Robert Lavigne est un honnête citoyen.

Quand on le croise dans la rue, rien de lui n’attire particulièrement l’attention. La quarantaine, les traits réguliers, une taille que l’on peut qualifier de normale, des cheveux châtains qui commencent à déserter son crâne. En résumé comme il n’est ni laid ni beau, il passe inaperçu dans la foule. Sa tenue pourrait être excentrique, ce qui permettrait à l’œil de s’attarder et de s’en amuser.

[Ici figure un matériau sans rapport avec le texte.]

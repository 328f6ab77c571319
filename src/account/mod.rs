mod error;
mod repository;
mod service;

pub use error::*;
pub use repository::*;
pub use service::*;

use serde::{Deserialize, Serialize};
use zeroize::{Zeroize, ZeroizeOnDrop};

/// Account as exposed to callers. Carries no secret material.
#[derive(
    Clone, Debug, Default, PartialEq, Eq, Serialize, Deserialize, sqlx::FromRow,
)]
pub struct Account {
    pub id: i64,
    pub username: String,
    pub email: String,
}

/// Fields required to open an account.
#[derive(Default, Deserialize, Zeroize, ZeroizeOnDrop)]
pub struct NewAccount {
    pub username: Option<String>,
    #[serde(alias = "password")]
    pub secret: Option<String>,
    pub email: Option<String>,
}

/// Fields targeted by an update. Absent fields are left untouched.
#[derive(Default, Deserialize, Zeroize, ZeroizeOnDrop)]
pub struct AccountChanges {
    pub username: Option<String>,
    #[serde(alias = "password")]
    pub secret: Option<String>,
    pub email: Option<String>,
}

impl AccountChanges {
    /// Update `username` of [`AccountChanges`].
    pub fn with_username(mut self, username: impl Into<String>) -> Self {
        self.username = Some(username.into());
        self
    }

    /// Update `secret` of [`AccountChanges`].
    pub fn with_secret(mut self, secret: impl Into<String>) -> Self {
        self.secret = Some(secret.into());
        self
    }

    /// Update `email` of [`AccountChanges`].
    pub fn with_email(mut self, email: impl Into<String>) -> Self {
        self.email = Some(email.into());
        self
    }
}

/// Username and secret pair to check.
#[derive(Default, Deserialize, Zeroize, ZeroizeOnDrop)]
pub struct Credentials {
    pub username: Option<String>,
    #[serde(alias = "password")]
    pub secret: Option<String>,
}

// Secrets must never reach logs, even through `?body` in a span.
impl std::fmt::Debug for NewAccount {
    fn fmt(&self, f: &mut std::fmt::Formatter<'_>) -> std::fmt::Result {
        f.debug_struct("NewAccount")
            .field("username", &self.username)
            .field("email", &self.email)
            .finish_non_exhaustive()
    }
}

impl std::fmt::Debug for AccountChanges {
    fn fmt(&self, f: &mut std::fmt::Formatter<'_>) -> std::fmt::Result {
        f.debug_struct("AccountChanges")
            .field("username", &self.username)
            .field("secret", &self.secret.as_ref().map(|_| "<redacted>"))
            .field("email", &self.email)
            .finish()
    }
}

impl std::fmt::Debug for Credentials {
    fn fmt(&self, f: &mut std::fmt::Formatter<'_>) -> std::fmt::Result {
        f.debug_struct("Credentials")
            .field("username", &self.username)
            .finish_non_exhaustive()
    }
}

/// Keep the value only if it carries something.
fn present(value: &Option<String>) -> Option<&str> {
    value.as_deref().filter(|v| !v.is_empty())
}
//! Error handler for keyhold.

use axum::extract::rejection::{JsonRejection, PathRejection};
use axum::http::{StatusCode, header};
use axum::response::{IntoResponse, Response};
use serde::Serialize;
use thiserror::Error;
use validator::ValidationErrors;

use crate::account::AccountError;

pub type Result<T> = std::result::Result<T, ServerError>;

/// Enum representing server-side errors.
#[derive(Debug, Error)]
pub enum ServerError {
    #[error(transparent)]
    Account(#[from] AccountError),

    #[error(transparent)]
    Json(#[from] JsonRejection),

    #[error(transparent)]
    Path(#[from] PathRejection),
}

/// Structure for detailed error responses.
#[derive(Debug, Serialize)]
pub struct ResponseError {
    r#type: Option<String>,
    title: String,
    status: u16,
    detail: String,
    instance: Option<String>,
    errors: Option<Vec<FieldError>>,
}

impl ResponseError {
    /// Update error status code.
    pub fn status(mut self, code: StatusCode) -> Self {
        self.status = code.as_u16();
        self
    }

    /// Update `title` field.
    pub fn title(mut self, title: &str) -> Self {
        self.title = title.into();
        self
    }

    /// Add detailed error.
    pub fn details(mut self, description: &str) -> Self {
        self.detail = description.into();
        self
    }

    /// Automatically add errors field.
    pub fn errors(mut self, errors: &ValidationErrors) -> Self {
        self.errors = Some(parse_validation_errors(errors));
        self
    }

    /// Transform [`ResponseError`] into axum [`Response`].
    pub fn into_response(
        self,
    ) -> std::result::Result<Response, axum::http::Error> {
        if let Ok(body) = serde_json::to_string(&self) {
            Response::builder()
                .status(self.status)
                .header(header::CONTENT_TYPE, "application/json")
                .body(body.into())
        } else {
            Ok(internal_server_error())
        }
    }
}

impl Default for ResponseError {
    fn default() -> Self {
        Self {
            r#type: None,
            title: "Internal server error.".to_owned(),
            status: StatusCode::INTERNAL_SERVER_ERROR.as_u16(),
            detail: String::default(),
            instance: None,
            errors: None,
        }
    }
}

#[derive(Debug, Serialize)]
struct FieldError {
    field: String,
    message: String,
}

fn parse_validation_errors(errors: &ValidationErrors) -> Vec<FieldError> {
    let mut fields: Vec<FieldError> = errors
        .field_errors()
        .iter()
        .flat_map(|(field, issues)| {
            issues.iter().map(move |issue| FieldError {
                field: field.to_string(),
                message: issue.to_string(),
            })
        })
        .collect();
    // `ValidationErrors` is a hash map.
    fields.sort_by(|a, b| a.field.cmp(&b.field));
    fields
}

impl IntoResponse for ServerError {
    fn into_response(self) -> Response {
        let response = ResponseError::default()
            .title("There were validation errors with your request.")
            .details(&self.to_string())
            .status(StatusCode::BAD_REQUEST);

        let response = match &self {
            ServerError::Account(AccountError::Validation(errors)) => {
                response.errors(errors)
            },

            ServerError::Account(AccountError::Conflict { .. }) => response
                .title("Account conflicts with an existing one.")
                .status(StatusCode::CONFLICT),

            ServerError::Account(AccountError::NotFound) => response
                .title("Account not found.")
                .status(StatusCode::NOT_FOUND),

            ServerError::Account(
                err @ (AccountError::Hashing(_) | AccountError::Internal(_)),
            ) => {
                let source =
                    std::error::Error::source(err).map(ToString::to_string);
                tracing::error!(error = %err, ?source, "server returned 500 status");

                ResponseError::default()
            },

            ServerError::Json(rejection) => response
                .title("Request body is not valid JSON.")
                .details(&rejection.body_text())
                .status(rejection.status()),

            ServerError::Path(rejection) => response
                .title("Invalid path parameter.")
                .details(&rejection.body_text())
                .status(rejection.status()),
        };

        response
            .into_response()
            .unwrap_or_else(|_| internal_server_error())
    }
}

fn internal_server_error() -> Response {
    Response::builder()
        .status(StatusCode::INTERNAL_SERVER_ERROR)
        .header(header::CONTENT_TYPE, "application/json")
        .body(
            serde_json::json!({
                "type": null,
                "title": "Internal server error.",
                "status": StatusCode::INTERNAL_SERVER_ERROR.as_u16(),
                "detail": null,
                "instance": null,
                "errors": null,
            })
            .to_string()
            .into(),
        )
        .unwrap_or_else(|_| Response::new("Internal server error".into()))
}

Sans l’être d’ailleurs, elle aurait pu avoir une particularité permettant à un badaud attablé à une terrasse de le remarquer, par exemple : une veste élimée, des chaussures mal assorties au costume, une couleur anormale de la veste, un foulard porté un jour de canicule, etc. Mais non ! Rien ! Rien dans l’allure de Robert Lavigne ne le distingue de ses concitoyens.

De même, si on s’intéresse à la vie de cet honnête homme, on ne relève pas de détails croustillants. Marié, deux enfants, employé de banque, il s’intègre parfaitement aux normes moyennes. Il est même fidèle à sa femme, malgré les tentations auxquelles il est confronté chaque jour : les clientes de sa banque et ses collègues féminines. Son salaire ne lui permet pas des dépenses dispendieuses qui mettraient un peu de piquant à sa description. Il déclare tous ses revenus et paie régulièrement ses impôts. D’ailleurs ce n’est pas un matamore, il n’oserait pas frauder, ne serait-ce que d’un centime ! Il n’a pas de dossier de surendettement à la banque de France. Il use du crédit avec parcimonie. Il lui arrive de jouer parfois au Loto ou au PMU. Inutile de préciser qu’il n’a jamais gagné de grosses sommes, qui permettraient de lui brosser un portrait moins insipide. Il prend régulièrement un mois de vacances chez ses beaux-parents qui possèdent une maison en Bretagne. Comme beaucoup de Français, il rêve de voyages exotiques qu’il ne réalisera sûrement jamais parce que, finalement, sa vie lui convient et qu’un changement supposerait une remise en cause de la routine de tous les jours dont il se plaint, mais qu’intérieurement il apprécie.

Vous voyez, le personnage est d’une insignifiance affligeante et correspond bien aux milliers de personnes que nous rencontrons quotidiennement. 

On aurait donc la tentation d’arrêter cette description, tellement banale, et de se tourner vers des « citoyens » plus typiques.

Cependant, on aurait tort, car son comportement est plus intéressant. Plus intéressant dans le sens, « qui présente de l’intérêt, qui est digne de capter l’attention » et non dans le sens, « qui éveille la sympathie, digne de considération », car nous l’allons voir Robert Lavigne n’est pas sympathique !

Certes à le fréquenter il n’est pas désagréable. D’ailleurs de nombreuses personnes lui ressemblant apprécient ses idées et son comportement.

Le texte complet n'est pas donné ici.